• **WHAT THIS TASK INVOLVES**
Give the number of lines containing "Estimated" in this listing, with no other words.

• **EXCERPTED RECORDS**

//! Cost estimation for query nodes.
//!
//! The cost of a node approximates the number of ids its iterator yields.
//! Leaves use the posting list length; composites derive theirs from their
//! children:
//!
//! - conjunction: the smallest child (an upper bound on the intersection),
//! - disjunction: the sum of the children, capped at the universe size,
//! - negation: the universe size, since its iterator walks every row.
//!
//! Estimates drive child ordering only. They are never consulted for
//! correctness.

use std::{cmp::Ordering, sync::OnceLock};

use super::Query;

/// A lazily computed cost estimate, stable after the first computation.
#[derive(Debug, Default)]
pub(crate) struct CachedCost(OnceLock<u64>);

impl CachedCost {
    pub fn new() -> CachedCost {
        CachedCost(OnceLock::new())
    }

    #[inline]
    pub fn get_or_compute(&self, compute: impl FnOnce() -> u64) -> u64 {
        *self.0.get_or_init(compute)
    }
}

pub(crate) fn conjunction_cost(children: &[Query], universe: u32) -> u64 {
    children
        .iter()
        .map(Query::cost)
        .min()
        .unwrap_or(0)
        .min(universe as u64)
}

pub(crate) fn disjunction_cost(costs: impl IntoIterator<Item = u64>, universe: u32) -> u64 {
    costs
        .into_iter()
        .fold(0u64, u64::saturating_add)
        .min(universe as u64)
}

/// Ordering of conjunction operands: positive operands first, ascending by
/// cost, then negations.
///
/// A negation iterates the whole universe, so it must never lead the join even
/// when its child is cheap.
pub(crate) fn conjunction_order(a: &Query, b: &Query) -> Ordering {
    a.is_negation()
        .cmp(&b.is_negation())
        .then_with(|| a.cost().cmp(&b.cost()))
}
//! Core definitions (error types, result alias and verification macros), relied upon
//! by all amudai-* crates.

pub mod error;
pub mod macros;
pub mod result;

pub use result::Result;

--

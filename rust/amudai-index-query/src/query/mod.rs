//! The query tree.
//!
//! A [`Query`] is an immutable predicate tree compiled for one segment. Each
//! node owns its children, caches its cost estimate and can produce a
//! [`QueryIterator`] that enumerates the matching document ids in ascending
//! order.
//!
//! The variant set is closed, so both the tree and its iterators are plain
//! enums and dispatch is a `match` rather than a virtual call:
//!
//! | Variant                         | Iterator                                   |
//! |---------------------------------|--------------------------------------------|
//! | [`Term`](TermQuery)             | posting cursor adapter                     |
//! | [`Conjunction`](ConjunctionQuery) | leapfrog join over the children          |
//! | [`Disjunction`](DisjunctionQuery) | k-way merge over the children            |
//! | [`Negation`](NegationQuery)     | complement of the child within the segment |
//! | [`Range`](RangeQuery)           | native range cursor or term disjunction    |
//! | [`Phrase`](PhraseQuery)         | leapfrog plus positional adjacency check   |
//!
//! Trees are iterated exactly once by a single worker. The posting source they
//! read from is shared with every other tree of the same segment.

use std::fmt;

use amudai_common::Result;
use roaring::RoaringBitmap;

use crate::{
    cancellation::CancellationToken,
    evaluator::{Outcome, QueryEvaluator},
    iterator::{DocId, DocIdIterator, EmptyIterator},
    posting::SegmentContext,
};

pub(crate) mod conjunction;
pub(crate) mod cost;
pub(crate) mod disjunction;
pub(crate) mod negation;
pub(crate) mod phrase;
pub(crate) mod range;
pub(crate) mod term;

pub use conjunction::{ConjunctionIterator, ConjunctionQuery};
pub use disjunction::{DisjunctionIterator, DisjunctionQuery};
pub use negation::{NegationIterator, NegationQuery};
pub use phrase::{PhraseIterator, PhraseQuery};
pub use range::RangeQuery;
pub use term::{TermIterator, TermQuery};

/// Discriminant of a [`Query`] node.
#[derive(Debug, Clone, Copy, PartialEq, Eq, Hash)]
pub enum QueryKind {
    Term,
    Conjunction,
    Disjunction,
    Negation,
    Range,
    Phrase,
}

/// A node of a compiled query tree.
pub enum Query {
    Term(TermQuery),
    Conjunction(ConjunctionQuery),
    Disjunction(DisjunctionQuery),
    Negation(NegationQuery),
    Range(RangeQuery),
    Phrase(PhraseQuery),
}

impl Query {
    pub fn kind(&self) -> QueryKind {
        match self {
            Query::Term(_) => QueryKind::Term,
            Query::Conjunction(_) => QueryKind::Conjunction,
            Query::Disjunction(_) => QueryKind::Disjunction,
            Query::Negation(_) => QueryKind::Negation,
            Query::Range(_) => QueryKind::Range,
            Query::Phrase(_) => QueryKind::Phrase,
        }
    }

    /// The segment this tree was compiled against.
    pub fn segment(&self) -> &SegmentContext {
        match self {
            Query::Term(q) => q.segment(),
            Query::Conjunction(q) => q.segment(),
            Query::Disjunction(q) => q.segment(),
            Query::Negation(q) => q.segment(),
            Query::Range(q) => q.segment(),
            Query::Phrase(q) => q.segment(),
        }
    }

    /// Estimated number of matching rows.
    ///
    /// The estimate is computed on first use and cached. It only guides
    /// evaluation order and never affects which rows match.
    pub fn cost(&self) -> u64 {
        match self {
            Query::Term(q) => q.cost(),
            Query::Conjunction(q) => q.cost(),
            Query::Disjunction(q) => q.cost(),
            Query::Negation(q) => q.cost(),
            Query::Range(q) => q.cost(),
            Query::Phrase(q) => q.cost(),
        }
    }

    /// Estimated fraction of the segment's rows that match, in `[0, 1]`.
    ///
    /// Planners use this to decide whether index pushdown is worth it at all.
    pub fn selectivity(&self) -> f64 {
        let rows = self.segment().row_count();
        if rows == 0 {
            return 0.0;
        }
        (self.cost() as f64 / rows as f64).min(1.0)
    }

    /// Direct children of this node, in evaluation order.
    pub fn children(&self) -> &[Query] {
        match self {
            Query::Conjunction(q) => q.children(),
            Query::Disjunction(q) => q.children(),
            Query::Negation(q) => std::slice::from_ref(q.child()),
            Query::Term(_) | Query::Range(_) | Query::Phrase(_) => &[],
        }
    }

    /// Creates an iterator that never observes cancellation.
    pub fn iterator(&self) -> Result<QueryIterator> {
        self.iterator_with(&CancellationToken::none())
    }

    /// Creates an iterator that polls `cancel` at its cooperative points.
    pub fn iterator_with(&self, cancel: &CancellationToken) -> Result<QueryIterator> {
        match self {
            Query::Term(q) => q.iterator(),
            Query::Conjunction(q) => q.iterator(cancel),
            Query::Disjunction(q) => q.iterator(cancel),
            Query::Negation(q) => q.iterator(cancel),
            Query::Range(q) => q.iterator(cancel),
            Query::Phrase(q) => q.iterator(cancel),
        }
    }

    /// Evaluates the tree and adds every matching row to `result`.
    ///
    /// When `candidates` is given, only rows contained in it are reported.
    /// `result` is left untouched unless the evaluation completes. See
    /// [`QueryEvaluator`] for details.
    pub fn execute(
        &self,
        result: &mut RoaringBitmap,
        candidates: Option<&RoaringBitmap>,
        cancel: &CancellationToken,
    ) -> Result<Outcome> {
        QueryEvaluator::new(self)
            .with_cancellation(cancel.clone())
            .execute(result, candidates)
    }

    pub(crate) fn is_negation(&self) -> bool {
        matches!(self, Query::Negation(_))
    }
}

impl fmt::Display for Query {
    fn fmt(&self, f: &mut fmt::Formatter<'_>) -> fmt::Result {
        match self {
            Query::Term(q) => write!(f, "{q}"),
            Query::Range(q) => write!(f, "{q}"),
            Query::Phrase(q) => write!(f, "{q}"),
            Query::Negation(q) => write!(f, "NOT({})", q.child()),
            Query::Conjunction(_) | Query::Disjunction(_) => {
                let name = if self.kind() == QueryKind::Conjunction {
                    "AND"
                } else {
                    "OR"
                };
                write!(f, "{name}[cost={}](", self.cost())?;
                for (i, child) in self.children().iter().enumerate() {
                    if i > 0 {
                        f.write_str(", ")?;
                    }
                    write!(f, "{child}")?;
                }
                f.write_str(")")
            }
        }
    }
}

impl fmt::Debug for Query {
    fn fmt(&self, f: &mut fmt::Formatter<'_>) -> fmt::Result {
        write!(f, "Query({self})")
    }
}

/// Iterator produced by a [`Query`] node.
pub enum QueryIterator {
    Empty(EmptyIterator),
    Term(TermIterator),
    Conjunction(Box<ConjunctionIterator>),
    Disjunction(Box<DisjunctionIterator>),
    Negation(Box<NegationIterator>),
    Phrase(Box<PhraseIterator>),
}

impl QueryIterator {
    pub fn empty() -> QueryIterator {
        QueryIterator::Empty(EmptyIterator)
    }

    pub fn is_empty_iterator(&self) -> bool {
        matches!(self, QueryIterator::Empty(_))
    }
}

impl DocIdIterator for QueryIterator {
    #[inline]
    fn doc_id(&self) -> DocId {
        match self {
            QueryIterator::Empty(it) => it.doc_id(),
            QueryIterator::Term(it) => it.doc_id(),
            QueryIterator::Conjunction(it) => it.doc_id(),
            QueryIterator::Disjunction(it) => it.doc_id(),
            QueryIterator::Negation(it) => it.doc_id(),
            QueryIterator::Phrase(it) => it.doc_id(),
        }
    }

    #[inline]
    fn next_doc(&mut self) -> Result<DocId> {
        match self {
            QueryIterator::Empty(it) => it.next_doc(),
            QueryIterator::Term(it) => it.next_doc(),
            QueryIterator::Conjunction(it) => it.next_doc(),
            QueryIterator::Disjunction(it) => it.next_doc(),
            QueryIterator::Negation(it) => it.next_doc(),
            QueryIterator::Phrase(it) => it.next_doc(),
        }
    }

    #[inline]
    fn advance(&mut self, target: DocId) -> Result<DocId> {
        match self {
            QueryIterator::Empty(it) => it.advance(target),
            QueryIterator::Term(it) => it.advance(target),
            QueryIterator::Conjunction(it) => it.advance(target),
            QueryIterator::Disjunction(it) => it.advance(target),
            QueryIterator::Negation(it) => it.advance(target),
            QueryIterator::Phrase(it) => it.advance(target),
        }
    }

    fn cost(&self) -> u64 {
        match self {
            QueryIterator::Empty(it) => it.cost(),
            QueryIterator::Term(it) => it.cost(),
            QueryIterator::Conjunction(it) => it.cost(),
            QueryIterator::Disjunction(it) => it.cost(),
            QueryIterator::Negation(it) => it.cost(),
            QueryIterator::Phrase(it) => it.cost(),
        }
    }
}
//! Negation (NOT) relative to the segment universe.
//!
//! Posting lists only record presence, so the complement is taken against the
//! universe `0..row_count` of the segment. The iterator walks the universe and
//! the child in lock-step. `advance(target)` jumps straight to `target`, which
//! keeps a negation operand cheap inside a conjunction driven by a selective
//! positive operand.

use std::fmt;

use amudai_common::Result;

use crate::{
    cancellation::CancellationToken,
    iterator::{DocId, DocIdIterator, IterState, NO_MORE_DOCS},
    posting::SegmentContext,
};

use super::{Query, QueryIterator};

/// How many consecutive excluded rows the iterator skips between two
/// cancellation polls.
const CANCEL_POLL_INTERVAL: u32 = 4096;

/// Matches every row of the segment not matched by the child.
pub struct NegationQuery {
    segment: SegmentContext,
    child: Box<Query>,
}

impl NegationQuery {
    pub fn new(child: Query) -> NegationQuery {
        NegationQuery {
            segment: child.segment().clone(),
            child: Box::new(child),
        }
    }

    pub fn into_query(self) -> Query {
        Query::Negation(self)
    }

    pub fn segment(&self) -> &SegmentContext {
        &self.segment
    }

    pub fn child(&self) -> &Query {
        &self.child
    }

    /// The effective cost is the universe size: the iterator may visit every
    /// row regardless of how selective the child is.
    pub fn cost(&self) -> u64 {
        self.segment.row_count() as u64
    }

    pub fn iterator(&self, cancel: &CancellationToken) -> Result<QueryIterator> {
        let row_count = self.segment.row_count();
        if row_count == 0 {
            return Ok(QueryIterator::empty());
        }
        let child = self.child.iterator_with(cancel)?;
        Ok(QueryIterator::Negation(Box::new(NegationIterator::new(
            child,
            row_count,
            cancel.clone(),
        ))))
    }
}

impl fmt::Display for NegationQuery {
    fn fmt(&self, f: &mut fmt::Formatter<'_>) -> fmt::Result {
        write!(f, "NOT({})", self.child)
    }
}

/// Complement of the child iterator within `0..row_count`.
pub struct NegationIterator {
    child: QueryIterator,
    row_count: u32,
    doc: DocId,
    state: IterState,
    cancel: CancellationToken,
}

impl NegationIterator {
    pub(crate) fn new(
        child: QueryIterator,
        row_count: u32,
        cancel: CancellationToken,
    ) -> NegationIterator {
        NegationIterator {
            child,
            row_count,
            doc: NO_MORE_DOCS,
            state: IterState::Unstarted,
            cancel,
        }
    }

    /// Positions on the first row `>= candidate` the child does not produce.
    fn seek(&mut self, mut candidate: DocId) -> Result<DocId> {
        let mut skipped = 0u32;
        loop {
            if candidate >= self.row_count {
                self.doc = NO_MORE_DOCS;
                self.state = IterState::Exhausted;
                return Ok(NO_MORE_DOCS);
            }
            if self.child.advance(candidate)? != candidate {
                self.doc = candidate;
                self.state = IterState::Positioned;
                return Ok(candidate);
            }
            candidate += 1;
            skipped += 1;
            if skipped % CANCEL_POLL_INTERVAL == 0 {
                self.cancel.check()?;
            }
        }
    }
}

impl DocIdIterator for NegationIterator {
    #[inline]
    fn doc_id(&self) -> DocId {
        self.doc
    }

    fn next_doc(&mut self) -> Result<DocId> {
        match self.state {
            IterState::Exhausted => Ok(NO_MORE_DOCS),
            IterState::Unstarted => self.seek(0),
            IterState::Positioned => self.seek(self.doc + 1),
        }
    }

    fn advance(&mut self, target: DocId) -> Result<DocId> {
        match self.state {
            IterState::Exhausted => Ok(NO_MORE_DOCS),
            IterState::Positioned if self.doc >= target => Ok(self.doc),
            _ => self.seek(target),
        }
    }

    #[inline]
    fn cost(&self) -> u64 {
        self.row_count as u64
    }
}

---

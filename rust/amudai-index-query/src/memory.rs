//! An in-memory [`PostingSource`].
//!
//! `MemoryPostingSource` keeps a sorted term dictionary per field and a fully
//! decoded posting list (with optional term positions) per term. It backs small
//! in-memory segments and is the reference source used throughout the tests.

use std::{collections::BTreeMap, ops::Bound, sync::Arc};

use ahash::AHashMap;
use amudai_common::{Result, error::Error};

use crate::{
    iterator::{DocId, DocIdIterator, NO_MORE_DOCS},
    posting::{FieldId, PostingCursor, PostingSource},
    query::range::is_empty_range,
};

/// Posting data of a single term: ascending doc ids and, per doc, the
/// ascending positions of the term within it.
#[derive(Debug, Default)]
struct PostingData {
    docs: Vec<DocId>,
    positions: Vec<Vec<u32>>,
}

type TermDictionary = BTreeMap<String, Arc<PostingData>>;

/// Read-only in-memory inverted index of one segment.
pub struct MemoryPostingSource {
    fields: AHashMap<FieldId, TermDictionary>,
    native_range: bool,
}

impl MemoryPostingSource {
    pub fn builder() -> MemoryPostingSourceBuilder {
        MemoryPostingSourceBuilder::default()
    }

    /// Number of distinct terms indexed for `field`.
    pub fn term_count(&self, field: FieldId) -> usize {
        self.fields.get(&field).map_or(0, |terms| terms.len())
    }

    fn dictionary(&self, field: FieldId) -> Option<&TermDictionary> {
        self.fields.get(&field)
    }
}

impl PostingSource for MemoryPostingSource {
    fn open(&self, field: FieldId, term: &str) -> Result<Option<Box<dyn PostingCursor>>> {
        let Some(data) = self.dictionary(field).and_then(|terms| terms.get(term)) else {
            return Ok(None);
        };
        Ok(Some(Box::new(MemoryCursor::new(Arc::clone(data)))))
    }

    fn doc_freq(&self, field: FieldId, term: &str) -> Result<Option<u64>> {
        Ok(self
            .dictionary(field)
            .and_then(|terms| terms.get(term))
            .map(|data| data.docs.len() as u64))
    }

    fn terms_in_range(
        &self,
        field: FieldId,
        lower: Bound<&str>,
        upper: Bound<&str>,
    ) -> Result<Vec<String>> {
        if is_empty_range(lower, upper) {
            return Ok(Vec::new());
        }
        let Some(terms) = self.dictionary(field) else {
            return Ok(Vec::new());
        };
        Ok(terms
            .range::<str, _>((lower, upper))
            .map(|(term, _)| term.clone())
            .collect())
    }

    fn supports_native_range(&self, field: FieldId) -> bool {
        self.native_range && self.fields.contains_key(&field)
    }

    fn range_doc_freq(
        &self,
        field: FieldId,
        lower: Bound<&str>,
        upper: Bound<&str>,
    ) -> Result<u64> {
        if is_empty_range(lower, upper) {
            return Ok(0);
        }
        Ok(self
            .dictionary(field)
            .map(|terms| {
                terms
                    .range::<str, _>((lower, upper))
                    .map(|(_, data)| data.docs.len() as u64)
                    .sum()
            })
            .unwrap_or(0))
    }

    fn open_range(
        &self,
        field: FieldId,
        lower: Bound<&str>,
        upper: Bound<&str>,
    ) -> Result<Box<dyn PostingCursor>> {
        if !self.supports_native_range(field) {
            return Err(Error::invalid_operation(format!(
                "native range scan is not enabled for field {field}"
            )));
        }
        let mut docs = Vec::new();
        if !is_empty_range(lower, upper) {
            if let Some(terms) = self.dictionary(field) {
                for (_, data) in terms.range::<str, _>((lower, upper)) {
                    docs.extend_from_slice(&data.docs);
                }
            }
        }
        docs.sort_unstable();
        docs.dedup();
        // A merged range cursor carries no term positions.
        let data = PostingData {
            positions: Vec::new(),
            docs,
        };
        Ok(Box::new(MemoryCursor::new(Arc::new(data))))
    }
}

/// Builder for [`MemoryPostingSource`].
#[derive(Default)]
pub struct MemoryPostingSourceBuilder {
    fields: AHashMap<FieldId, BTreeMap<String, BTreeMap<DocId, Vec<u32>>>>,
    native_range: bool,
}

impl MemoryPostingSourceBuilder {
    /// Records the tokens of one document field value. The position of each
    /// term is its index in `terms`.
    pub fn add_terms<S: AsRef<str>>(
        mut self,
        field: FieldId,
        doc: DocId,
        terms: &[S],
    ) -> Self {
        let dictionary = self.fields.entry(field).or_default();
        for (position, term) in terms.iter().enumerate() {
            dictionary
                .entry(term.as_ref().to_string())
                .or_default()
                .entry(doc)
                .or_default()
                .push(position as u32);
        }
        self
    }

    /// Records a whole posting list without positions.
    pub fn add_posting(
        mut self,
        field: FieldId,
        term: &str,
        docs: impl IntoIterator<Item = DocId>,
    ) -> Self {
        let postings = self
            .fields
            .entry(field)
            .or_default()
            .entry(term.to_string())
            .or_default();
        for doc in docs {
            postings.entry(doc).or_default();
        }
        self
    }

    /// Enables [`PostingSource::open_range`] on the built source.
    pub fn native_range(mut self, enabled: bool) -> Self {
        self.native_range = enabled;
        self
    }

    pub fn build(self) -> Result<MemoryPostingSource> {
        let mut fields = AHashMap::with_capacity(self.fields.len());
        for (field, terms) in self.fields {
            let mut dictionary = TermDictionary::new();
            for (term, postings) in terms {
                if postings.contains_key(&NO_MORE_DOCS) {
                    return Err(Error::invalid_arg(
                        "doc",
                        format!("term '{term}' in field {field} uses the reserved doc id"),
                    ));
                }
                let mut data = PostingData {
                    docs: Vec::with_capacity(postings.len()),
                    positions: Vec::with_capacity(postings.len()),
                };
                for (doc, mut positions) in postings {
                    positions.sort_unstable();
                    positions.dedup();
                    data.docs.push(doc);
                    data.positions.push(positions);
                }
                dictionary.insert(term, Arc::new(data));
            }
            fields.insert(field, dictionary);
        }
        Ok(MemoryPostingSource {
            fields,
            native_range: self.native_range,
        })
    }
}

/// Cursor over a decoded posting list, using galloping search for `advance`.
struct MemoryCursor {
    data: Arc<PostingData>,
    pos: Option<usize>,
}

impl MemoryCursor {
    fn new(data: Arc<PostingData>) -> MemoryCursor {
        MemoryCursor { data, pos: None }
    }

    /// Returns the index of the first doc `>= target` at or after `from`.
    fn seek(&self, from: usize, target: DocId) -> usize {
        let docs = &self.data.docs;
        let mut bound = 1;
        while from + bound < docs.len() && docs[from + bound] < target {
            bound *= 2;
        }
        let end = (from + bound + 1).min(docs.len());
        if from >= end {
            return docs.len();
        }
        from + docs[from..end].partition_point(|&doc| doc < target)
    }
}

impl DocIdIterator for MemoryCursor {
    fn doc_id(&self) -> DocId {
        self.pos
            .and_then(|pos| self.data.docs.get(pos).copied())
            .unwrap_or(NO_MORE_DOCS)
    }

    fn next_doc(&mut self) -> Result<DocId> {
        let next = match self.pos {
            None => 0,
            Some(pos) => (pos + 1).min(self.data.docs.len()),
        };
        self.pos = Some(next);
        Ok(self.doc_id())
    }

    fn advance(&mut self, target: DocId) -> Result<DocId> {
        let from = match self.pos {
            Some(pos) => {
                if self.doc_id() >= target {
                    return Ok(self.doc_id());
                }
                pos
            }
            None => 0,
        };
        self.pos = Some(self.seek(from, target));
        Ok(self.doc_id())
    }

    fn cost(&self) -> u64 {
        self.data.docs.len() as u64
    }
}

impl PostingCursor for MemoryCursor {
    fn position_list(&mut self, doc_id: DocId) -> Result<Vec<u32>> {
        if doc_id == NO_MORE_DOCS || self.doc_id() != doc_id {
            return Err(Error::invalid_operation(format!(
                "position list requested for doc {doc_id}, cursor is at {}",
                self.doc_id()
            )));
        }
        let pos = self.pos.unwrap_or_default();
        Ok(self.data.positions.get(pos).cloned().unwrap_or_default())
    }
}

• **TASK OUTPUT**
2